* **REQUIRED WORK**
Scan the listing for the word "async", and copy out each line where it is found.

* **DATA FOR ANALYSIS**
BEGIN

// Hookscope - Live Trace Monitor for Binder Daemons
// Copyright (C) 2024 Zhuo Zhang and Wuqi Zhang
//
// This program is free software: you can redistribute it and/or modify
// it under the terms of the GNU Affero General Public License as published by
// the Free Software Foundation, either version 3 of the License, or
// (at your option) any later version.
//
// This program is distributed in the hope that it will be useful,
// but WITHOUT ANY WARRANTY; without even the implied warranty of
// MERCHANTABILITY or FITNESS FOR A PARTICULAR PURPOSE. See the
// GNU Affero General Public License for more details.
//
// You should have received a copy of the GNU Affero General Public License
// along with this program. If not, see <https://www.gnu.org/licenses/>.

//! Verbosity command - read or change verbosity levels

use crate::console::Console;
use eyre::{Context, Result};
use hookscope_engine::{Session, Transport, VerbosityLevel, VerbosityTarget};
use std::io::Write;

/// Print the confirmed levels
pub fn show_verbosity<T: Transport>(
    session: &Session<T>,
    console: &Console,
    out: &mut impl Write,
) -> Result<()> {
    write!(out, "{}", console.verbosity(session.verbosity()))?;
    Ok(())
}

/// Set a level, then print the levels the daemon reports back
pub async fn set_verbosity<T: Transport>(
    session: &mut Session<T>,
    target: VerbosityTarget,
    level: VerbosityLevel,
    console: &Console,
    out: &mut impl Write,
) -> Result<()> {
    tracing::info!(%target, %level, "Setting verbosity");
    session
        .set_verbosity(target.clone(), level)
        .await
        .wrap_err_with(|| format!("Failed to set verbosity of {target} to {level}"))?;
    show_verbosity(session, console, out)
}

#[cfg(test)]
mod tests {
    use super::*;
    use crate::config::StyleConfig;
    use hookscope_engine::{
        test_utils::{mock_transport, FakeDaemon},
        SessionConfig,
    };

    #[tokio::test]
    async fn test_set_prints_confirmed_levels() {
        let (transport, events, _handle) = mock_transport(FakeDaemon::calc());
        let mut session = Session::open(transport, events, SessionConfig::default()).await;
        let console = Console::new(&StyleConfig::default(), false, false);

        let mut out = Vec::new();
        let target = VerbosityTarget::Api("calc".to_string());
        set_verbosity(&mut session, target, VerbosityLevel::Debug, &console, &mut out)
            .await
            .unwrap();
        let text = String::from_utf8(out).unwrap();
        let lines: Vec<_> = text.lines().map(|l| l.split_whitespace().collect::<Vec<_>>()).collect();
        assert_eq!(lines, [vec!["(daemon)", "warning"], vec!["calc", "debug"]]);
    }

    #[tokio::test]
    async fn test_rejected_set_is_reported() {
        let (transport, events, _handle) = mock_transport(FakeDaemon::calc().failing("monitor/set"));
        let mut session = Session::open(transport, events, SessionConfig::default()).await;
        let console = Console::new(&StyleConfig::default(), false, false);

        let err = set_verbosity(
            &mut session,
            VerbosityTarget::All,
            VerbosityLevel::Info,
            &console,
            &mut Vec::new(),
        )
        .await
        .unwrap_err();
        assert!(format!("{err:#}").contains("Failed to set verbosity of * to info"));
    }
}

END
BEGIN

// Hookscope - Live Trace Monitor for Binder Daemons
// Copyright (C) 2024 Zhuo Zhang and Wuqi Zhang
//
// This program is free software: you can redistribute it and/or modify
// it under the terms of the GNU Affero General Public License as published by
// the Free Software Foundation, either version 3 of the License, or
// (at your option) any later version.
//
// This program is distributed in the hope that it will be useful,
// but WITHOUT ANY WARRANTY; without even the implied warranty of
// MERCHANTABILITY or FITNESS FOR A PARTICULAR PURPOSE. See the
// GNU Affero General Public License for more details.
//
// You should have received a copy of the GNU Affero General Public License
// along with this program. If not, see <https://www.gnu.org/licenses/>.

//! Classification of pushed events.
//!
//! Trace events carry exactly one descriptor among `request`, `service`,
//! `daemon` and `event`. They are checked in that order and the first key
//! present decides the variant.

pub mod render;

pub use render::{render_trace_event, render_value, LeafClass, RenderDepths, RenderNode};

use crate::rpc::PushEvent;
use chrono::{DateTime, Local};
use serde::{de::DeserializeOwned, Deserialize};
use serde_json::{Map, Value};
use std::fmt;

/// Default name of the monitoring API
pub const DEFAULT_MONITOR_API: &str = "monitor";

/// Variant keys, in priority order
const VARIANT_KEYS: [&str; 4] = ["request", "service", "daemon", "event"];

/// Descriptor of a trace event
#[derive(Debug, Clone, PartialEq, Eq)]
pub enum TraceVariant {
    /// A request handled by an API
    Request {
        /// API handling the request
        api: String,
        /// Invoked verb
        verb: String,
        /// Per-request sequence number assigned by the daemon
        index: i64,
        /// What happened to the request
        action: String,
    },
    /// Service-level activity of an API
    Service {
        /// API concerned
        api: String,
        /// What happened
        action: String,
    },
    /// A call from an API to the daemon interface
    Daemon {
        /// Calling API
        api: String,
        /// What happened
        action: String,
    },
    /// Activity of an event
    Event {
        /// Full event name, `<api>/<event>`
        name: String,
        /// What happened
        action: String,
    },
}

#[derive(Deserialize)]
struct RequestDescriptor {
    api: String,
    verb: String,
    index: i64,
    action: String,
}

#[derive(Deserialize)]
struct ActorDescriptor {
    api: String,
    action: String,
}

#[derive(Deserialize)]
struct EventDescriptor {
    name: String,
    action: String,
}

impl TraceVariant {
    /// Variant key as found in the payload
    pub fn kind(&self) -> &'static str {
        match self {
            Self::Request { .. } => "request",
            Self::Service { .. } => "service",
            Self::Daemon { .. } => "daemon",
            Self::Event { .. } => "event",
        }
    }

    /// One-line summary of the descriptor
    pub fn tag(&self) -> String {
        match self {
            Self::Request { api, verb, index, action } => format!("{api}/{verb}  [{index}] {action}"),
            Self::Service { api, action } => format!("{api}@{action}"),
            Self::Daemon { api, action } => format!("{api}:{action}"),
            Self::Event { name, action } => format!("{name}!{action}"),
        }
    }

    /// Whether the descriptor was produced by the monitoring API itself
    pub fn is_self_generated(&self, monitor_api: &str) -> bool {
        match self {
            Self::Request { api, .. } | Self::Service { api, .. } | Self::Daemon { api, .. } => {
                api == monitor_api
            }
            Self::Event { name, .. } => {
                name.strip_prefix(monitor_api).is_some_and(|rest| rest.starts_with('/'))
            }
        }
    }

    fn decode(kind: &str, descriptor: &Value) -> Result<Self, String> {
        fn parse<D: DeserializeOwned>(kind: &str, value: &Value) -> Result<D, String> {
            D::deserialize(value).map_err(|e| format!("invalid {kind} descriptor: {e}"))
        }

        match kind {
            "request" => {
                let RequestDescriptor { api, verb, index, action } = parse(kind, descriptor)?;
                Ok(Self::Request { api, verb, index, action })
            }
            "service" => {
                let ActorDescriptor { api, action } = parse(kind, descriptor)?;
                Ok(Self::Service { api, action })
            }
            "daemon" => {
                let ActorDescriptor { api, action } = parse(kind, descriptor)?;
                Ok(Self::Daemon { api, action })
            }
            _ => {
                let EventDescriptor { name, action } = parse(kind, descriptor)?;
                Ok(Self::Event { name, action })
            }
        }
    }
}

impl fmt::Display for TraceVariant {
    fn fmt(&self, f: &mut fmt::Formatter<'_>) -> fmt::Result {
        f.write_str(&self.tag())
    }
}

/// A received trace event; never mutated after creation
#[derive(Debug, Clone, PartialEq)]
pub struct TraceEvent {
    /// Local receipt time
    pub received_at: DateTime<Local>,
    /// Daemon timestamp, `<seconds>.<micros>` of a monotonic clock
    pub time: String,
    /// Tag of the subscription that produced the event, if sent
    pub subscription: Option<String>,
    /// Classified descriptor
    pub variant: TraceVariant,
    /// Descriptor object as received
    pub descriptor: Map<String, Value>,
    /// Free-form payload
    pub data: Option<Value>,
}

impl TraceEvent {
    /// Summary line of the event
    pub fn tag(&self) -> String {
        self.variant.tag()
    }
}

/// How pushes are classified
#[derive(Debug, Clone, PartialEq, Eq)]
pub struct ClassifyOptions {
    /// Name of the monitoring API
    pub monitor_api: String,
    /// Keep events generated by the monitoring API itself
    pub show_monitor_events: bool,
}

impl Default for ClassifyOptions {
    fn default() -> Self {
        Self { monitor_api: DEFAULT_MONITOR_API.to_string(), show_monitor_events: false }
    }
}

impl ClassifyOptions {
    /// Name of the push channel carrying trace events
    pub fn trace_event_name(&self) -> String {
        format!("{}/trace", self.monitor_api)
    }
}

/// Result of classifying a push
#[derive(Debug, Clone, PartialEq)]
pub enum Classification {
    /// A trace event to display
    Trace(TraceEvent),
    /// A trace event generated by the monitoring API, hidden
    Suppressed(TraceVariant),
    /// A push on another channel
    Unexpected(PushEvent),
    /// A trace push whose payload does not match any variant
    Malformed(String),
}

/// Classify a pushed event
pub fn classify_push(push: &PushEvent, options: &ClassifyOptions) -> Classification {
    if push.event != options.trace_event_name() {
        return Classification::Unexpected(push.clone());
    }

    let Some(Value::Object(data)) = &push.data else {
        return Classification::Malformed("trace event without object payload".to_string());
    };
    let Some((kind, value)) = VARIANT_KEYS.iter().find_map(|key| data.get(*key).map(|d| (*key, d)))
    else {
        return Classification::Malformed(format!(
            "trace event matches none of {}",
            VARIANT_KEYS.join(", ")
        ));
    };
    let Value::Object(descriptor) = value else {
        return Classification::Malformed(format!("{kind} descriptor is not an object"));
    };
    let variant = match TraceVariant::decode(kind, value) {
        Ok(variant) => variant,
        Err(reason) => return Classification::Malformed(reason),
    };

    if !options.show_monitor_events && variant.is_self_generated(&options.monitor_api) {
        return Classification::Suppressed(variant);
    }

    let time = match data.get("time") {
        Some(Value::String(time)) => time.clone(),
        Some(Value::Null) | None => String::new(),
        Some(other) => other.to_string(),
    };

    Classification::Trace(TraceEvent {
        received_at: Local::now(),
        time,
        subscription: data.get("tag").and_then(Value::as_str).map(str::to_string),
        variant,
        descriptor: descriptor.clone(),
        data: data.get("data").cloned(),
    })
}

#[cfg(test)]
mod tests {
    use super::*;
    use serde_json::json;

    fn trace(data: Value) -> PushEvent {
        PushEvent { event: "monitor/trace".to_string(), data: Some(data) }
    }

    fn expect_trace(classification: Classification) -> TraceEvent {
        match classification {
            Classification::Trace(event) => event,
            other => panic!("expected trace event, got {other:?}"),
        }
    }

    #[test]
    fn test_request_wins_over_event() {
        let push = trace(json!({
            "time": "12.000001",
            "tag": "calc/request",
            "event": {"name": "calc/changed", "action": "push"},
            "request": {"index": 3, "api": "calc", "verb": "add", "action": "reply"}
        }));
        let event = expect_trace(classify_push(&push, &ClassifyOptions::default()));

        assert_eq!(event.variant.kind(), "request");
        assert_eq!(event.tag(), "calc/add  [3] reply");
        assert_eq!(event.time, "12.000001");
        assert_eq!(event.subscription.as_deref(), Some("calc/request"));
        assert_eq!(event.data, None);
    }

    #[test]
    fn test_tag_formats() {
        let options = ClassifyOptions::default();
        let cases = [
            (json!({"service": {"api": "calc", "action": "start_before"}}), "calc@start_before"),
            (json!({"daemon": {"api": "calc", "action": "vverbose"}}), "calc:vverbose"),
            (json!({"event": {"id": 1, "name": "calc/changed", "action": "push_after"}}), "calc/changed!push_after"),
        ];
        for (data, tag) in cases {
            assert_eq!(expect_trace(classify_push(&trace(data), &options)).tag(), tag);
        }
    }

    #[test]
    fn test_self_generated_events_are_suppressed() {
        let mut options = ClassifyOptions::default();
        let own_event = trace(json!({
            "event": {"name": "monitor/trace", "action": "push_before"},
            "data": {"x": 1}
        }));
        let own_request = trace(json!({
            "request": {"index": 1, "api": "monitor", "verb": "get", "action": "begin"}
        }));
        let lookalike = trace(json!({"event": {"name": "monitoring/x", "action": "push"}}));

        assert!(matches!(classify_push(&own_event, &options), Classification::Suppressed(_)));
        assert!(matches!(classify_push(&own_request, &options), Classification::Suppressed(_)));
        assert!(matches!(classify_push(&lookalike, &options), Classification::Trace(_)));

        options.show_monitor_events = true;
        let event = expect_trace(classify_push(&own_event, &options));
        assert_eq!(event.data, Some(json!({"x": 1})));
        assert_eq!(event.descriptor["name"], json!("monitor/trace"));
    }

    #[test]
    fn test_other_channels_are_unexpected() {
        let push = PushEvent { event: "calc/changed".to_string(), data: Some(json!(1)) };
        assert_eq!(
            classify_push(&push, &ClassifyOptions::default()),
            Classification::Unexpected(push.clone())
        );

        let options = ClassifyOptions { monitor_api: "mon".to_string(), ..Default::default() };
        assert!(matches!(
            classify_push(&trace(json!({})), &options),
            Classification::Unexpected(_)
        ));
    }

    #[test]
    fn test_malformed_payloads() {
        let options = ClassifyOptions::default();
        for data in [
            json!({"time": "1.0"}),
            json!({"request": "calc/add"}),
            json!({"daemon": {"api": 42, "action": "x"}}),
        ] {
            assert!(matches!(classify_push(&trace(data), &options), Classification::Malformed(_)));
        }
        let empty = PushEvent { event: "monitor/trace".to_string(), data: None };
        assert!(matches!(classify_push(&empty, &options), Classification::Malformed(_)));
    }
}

END
BEGIN

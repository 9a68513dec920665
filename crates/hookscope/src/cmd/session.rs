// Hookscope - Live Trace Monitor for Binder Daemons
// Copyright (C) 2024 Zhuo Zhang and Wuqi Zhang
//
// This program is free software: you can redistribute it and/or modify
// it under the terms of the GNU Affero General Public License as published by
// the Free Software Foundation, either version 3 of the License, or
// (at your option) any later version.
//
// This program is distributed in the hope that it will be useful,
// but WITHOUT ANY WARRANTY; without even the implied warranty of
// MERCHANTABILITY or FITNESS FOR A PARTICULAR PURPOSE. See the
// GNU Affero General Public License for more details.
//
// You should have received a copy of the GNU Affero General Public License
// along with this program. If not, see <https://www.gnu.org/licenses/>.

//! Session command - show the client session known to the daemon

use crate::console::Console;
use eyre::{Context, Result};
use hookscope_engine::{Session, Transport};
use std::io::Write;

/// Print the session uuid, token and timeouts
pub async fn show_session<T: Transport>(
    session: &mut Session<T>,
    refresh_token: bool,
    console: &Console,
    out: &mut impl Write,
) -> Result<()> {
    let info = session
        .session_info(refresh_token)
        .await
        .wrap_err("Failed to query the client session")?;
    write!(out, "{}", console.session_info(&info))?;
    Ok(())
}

END

* **REPLY TO THE EXERCISE**
pub async fn set_verbosity<T: Transport>(
    async fn test_set_prints_confirmed_levels() {
    async fn test_rejected_set_is_reported() {
pub async fn show_session<T: Transport>(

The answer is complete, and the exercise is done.